== INPUT DATA ==
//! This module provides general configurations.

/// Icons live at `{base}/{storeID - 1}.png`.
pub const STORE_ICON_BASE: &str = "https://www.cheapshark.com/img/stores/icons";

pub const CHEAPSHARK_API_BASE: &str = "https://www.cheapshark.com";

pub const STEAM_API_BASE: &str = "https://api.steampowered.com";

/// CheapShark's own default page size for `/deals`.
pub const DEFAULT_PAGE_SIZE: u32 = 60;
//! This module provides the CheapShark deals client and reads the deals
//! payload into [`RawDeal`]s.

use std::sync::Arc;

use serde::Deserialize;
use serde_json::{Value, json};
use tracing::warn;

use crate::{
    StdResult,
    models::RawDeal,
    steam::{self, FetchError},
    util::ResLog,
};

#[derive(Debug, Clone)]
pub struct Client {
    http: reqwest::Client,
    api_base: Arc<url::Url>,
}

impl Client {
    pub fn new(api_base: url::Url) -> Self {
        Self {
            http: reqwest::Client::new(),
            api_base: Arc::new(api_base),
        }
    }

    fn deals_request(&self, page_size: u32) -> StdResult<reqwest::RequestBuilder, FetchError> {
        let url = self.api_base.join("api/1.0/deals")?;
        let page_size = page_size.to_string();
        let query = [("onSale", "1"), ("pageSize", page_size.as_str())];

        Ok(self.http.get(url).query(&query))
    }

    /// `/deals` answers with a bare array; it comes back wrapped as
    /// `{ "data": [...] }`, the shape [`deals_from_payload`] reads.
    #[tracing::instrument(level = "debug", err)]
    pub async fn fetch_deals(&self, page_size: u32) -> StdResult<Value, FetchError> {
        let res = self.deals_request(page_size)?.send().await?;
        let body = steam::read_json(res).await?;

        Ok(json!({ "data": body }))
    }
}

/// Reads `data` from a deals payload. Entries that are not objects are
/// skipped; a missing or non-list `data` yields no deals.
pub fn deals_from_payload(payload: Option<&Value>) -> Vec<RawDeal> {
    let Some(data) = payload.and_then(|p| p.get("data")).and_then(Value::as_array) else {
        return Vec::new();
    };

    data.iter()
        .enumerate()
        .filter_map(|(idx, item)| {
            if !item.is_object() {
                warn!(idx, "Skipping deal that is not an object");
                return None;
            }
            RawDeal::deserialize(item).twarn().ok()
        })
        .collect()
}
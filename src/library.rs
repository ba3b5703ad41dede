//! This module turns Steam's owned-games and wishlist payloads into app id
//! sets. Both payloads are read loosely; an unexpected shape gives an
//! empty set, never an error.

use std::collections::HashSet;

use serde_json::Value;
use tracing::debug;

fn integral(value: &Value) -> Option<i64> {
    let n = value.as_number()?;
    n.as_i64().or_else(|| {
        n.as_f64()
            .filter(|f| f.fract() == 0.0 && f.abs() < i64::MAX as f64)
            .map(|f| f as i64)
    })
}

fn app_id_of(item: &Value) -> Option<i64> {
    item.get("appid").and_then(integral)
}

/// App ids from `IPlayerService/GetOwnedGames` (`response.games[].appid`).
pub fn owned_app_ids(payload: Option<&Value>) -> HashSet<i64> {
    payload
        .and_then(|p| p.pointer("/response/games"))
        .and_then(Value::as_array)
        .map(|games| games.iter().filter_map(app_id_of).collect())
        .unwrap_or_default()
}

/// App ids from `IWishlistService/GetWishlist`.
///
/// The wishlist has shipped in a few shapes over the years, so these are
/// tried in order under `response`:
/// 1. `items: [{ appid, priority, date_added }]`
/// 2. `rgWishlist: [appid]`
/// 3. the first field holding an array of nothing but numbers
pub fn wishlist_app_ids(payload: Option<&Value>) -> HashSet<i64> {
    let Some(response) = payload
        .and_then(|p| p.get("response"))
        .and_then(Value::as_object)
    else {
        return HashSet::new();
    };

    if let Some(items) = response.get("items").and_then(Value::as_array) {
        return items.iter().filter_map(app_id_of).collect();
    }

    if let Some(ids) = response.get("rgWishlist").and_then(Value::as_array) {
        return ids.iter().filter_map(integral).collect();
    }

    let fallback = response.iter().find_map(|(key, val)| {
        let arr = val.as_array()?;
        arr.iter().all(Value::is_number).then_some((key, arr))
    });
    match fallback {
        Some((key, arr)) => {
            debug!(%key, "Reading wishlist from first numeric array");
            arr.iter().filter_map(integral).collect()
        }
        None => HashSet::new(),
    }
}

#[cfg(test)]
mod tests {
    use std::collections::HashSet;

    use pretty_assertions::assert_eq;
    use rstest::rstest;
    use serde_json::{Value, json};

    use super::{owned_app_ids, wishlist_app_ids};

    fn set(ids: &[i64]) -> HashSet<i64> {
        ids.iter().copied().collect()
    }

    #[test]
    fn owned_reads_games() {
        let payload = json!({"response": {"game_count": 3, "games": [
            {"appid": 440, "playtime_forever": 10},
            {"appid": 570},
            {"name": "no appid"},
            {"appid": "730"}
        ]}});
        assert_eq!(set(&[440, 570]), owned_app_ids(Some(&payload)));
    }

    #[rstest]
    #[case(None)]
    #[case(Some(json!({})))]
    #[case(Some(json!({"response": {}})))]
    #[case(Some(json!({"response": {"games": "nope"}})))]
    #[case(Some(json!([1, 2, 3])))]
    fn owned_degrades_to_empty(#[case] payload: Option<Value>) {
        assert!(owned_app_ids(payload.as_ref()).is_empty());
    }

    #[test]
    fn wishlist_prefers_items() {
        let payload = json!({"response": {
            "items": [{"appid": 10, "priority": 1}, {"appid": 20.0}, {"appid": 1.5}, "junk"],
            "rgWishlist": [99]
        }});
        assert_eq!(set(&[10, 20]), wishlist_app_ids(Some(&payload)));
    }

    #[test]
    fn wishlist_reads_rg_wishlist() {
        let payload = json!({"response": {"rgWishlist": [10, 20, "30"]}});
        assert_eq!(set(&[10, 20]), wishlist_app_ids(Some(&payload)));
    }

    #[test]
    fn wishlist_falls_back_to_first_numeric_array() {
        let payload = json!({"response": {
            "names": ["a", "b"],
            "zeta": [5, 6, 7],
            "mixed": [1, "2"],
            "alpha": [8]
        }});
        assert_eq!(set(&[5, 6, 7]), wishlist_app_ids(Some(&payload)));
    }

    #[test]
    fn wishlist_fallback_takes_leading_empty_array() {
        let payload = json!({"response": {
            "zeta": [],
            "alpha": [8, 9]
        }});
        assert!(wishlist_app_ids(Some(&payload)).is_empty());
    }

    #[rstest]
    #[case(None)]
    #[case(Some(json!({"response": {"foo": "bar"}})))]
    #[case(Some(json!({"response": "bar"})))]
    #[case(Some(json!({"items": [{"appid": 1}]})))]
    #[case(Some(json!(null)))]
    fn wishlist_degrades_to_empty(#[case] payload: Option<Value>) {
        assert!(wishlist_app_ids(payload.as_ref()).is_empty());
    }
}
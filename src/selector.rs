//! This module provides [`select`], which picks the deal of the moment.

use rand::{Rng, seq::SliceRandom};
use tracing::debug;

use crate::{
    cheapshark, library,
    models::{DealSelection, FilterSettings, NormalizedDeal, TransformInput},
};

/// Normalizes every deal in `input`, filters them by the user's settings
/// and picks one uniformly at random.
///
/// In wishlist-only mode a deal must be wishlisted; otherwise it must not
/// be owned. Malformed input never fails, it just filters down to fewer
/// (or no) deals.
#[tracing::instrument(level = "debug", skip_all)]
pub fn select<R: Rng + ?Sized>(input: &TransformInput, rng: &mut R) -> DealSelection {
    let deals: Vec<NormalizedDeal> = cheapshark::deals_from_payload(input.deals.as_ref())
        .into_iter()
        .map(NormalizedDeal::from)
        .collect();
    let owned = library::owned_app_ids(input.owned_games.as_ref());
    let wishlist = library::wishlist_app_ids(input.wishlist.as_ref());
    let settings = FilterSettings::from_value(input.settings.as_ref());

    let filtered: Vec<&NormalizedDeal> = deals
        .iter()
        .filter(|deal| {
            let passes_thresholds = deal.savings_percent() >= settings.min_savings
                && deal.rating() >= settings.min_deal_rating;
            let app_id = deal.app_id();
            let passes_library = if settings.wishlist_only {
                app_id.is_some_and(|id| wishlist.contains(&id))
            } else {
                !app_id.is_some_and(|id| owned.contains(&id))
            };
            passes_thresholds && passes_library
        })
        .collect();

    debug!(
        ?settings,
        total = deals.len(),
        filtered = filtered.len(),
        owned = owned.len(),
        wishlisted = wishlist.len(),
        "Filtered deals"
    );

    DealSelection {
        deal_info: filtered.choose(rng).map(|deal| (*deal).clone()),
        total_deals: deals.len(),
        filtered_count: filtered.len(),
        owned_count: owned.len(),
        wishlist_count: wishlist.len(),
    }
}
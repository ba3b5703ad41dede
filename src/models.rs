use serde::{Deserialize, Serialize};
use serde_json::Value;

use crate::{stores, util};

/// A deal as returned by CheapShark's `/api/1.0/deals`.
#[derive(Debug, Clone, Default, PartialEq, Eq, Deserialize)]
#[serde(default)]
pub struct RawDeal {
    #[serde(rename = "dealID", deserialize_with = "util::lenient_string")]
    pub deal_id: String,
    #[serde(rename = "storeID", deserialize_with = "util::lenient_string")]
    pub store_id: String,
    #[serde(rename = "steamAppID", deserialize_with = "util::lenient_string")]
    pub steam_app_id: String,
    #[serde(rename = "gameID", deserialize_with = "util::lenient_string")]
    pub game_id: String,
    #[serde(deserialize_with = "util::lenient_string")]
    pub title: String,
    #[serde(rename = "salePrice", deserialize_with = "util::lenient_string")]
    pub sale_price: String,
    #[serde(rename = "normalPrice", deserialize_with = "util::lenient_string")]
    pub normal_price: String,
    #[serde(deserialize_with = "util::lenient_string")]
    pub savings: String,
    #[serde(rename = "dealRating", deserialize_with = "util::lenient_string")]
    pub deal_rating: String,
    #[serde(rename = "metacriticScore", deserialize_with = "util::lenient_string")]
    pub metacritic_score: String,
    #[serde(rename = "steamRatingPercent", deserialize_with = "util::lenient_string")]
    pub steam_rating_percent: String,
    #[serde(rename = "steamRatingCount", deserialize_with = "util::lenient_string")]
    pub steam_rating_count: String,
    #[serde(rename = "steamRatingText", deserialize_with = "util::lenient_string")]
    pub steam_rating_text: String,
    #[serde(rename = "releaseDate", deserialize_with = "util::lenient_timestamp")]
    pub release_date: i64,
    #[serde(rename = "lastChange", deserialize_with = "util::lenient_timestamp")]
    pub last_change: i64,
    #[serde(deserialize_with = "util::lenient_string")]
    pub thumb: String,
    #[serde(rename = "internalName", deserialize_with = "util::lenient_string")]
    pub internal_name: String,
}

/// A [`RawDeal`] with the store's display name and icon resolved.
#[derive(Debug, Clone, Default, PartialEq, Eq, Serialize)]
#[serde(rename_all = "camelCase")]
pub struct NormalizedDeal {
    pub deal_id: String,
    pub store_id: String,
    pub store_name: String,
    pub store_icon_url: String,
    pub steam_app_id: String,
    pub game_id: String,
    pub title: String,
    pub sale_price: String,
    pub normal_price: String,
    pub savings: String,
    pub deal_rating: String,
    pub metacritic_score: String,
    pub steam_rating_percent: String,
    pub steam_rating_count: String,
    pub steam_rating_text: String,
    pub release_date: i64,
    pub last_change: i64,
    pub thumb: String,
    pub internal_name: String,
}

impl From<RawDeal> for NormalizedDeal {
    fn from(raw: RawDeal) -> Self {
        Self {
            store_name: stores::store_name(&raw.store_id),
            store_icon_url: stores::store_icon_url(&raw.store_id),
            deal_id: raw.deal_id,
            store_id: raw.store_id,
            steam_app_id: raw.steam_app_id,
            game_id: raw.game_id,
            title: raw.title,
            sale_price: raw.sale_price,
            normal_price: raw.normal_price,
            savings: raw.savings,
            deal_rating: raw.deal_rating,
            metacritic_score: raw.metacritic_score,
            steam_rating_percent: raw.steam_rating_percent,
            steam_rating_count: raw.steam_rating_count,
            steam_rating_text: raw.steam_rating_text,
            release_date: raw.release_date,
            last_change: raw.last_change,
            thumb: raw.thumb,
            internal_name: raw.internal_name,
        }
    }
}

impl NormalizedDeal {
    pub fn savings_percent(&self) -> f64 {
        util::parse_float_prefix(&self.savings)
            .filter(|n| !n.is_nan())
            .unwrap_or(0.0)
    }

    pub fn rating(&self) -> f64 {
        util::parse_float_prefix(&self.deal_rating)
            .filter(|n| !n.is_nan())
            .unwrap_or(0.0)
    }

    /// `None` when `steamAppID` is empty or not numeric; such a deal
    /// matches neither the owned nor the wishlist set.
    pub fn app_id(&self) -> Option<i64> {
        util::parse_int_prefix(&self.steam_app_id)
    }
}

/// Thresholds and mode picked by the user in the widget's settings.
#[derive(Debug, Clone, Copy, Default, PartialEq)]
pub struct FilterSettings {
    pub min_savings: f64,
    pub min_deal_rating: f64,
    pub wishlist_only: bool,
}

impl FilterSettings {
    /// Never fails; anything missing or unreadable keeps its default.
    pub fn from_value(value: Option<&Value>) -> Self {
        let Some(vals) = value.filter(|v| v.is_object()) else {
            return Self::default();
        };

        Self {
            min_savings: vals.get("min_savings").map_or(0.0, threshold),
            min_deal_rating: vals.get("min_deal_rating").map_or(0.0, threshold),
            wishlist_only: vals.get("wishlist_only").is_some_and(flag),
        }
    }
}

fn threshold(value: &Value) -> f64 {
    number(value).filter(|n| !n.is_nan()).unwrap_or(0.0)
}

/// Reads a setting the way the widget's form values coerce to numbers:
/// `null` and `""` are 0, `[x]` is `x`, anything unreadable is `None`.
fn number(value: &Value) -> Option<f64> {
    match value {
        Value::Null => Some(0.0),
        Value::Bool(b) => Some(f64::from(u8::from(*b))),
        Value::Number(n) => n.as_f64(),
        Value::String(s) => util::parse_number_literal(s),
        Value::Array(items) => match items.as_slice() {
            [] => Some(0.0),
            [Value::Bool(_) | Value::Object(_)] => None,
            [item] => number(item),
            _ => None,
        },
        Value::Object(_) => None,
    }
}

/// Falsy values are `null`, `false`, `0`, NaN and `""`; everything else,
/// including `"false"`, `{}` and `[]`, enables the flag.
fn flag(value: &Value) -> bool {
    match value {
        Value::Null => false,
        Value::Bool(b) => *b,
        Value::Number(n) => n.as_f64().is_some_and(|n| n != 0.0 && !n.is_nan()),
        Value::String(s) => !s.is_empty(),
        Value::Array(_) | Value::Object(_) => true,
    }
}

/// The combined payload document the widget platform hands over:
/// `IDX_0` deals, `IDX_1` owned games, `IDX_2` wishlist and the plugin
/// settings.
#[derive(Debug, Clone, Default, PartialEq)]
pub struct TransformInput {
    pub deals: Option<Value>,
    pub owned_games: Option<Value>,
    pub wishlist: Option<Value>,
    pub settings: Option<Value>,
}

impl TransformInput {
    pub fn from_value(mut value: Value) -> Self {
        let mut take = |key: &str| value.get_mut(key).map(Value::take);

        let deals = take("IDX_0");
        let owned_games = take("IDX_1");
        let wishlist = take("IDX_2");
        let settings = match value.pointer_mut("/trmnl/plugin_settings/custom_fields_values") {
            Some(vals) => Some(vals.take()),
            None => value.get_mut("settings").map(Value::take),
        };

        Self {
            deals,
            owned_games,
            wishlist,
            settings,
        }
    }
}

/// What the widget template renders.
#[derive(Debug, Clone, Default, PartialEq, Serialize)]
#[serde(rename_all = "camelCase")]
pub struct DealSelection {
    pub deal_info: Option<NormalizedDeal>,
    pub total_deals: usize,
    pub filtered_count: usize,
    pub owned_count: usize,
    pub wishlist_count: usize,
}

== WHAT YOU HAVE TO DO ==
What you return must be the lines above that run from the line with "passes_thresholds && passes_library" to the line with "#[serde(default)]", inclusive, each copied exactly.

== WORKED SOLUTION ==
            passes_thresholds && passes_library
        })
        .collect();

    debug!(
        ?settings,
        total = deals.len(),
        filtered = filtered.len(),
        owned = owned.len(),
        wishlisted = wishlist.len(),
        "Filtered deals"
    );

    DealSelection {
        deal_info: filtered.choose(rng).map(|deal| (*deal).clone()),
        total_deals: deals.len(),
        filtered_count: filtered.len(),
        owned_count: owned.len(),
        wishlist_count: wishlist.len(),
    }
}
repository ba3b5703ad41dede
filename src/models.rs
use serde::{Deserialize, Serialize};
use serde_json::Value;

use crate::{stores, util};

/// A deal as returned by CheapShark's `/api/1.0/deals`.
#[derive(Debug, Clone, Default, PartialEq, Eq, Deserialize)]
#[serde(default)]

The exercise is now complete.